> _SUPPLIED MATERIAL_:
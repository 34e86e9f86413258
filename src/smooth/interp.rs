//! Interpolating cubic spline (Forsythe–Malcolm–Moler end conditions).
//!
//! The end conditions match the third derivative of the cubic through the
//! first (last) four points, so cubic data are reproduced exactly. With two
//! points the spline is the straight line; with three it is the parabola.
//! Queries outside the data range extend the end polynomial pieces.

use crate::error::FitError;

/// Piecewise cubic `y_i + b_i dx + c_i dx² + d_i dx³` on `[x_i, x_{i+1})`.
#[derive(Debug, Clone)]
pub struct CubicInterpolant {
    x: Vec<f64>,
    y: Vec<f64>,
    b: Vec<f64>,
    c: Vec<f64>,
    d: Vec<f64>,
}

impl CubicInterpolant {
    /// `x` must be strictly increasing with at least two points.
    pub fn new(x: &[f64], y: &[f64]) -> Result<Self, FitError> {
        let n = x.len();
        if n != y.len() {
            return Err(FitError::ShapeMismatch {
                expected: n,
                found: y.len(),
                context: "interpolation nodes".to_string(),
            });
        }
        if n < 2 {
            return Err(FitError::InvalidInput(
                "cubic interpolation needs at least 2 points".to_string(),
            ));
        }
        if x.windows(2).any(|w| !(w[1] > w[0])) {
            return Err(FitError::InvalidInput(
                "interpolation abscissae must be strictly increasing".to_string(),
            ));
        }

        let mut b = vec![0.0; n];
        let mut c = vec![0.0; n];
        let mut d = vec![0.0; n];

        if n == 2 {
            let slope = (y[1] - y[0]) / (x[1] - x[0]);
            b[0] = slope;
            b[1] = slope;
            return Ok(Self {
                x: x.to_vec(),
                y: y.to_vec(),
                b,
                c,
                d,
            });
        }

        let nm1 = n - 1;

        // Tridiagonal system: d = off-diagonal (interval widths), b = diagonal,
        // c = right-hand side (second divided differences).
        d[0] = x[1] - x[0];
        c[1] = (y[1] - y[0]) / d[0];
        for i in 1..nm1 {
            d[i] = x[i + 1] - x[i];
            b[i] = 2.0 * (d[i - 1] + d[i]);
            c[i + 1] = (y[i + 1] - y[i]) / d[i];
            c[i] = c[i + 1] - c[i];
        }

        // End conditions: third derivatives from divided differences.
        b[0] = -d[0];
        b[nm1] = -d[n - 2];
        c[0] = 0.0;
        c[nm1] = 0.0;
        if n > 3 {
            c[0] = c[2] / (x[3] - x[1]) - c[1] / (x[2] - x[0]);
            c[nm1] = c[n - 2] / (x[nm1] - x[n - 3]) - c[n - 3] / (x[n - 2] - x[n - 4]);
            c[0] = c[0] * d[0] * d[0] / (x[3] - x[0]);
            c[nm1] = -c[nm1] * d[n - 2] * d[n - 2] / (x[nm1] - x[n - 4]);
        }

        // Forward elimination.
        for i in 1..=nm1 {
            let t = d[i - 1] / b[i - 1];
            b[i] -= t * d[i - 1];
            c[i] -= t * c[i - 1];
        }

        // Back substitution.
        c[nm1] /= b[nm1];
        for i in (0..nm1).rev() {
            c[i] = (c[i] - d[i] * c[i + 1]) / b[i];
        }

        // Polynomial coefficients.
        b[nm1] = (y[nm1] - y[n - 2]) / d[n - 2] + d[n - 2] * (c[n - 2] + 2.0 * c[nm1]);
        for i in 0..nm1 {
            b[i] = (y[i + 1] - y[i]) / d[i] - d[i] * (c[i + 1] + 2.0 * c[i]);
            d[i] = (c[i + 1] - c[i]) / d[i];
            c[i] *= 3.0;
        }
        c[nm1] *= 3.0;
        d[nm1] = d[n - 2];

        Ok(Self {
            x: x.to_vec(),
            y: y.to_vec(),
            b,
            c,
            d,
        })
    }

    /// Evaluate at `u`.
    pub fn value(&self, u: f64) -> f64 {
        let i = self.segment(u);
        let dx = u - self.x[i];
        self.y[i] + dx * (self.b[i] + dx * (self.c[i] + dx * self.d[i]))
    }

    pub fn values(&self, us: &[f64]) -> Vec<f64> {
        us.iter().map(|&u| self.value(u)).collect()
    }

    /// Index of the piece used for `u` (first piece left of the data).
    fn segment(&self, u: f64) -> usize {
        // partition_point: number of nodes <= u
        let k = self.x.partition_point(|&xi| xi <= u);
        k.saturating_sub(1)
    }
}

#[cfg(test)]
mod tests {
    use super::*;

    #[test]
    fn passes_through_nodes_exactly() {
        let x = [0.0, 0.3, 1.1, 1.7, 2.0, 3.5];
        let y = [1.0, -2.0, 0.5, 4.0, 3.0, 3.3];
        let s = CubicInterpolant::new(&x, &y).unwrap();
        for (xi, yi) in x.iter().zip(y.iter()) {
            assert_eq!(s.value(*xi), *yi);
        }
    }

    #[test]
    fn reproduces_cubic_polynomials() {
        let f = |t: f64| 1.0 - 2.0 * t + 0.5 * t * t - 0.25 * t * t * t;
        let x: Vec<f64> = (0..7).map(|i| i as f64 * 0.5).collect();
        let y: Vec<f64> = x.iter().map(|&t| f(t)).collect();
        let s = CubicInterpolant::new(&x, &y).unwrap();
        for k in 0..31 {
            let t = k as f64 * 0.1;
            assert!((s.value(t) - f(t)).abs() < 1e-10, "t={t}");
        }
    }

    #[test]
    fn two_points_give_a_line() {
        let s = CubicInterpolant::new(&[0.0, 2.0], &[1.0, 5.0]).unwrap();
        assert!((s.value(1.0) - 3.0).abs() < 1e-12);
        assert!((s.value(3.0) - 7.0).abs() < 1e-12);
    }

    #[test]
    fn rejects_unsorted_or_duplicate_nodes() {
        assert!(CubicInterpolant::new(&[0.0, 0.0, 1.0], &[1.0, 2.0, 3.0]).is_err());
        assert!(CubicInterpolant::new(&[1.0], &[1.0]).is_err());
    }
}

> _TASK DIRECTIONS_:
Report each line in the data above that holds the word "return" by copying it.

> _ANSWER SPACE_:
            return Err(FitError::ShapeMismatch {
            return Err(FitError::InvalidInput(
            return Err(FitError::InvalidInput(
            return Ok(Self {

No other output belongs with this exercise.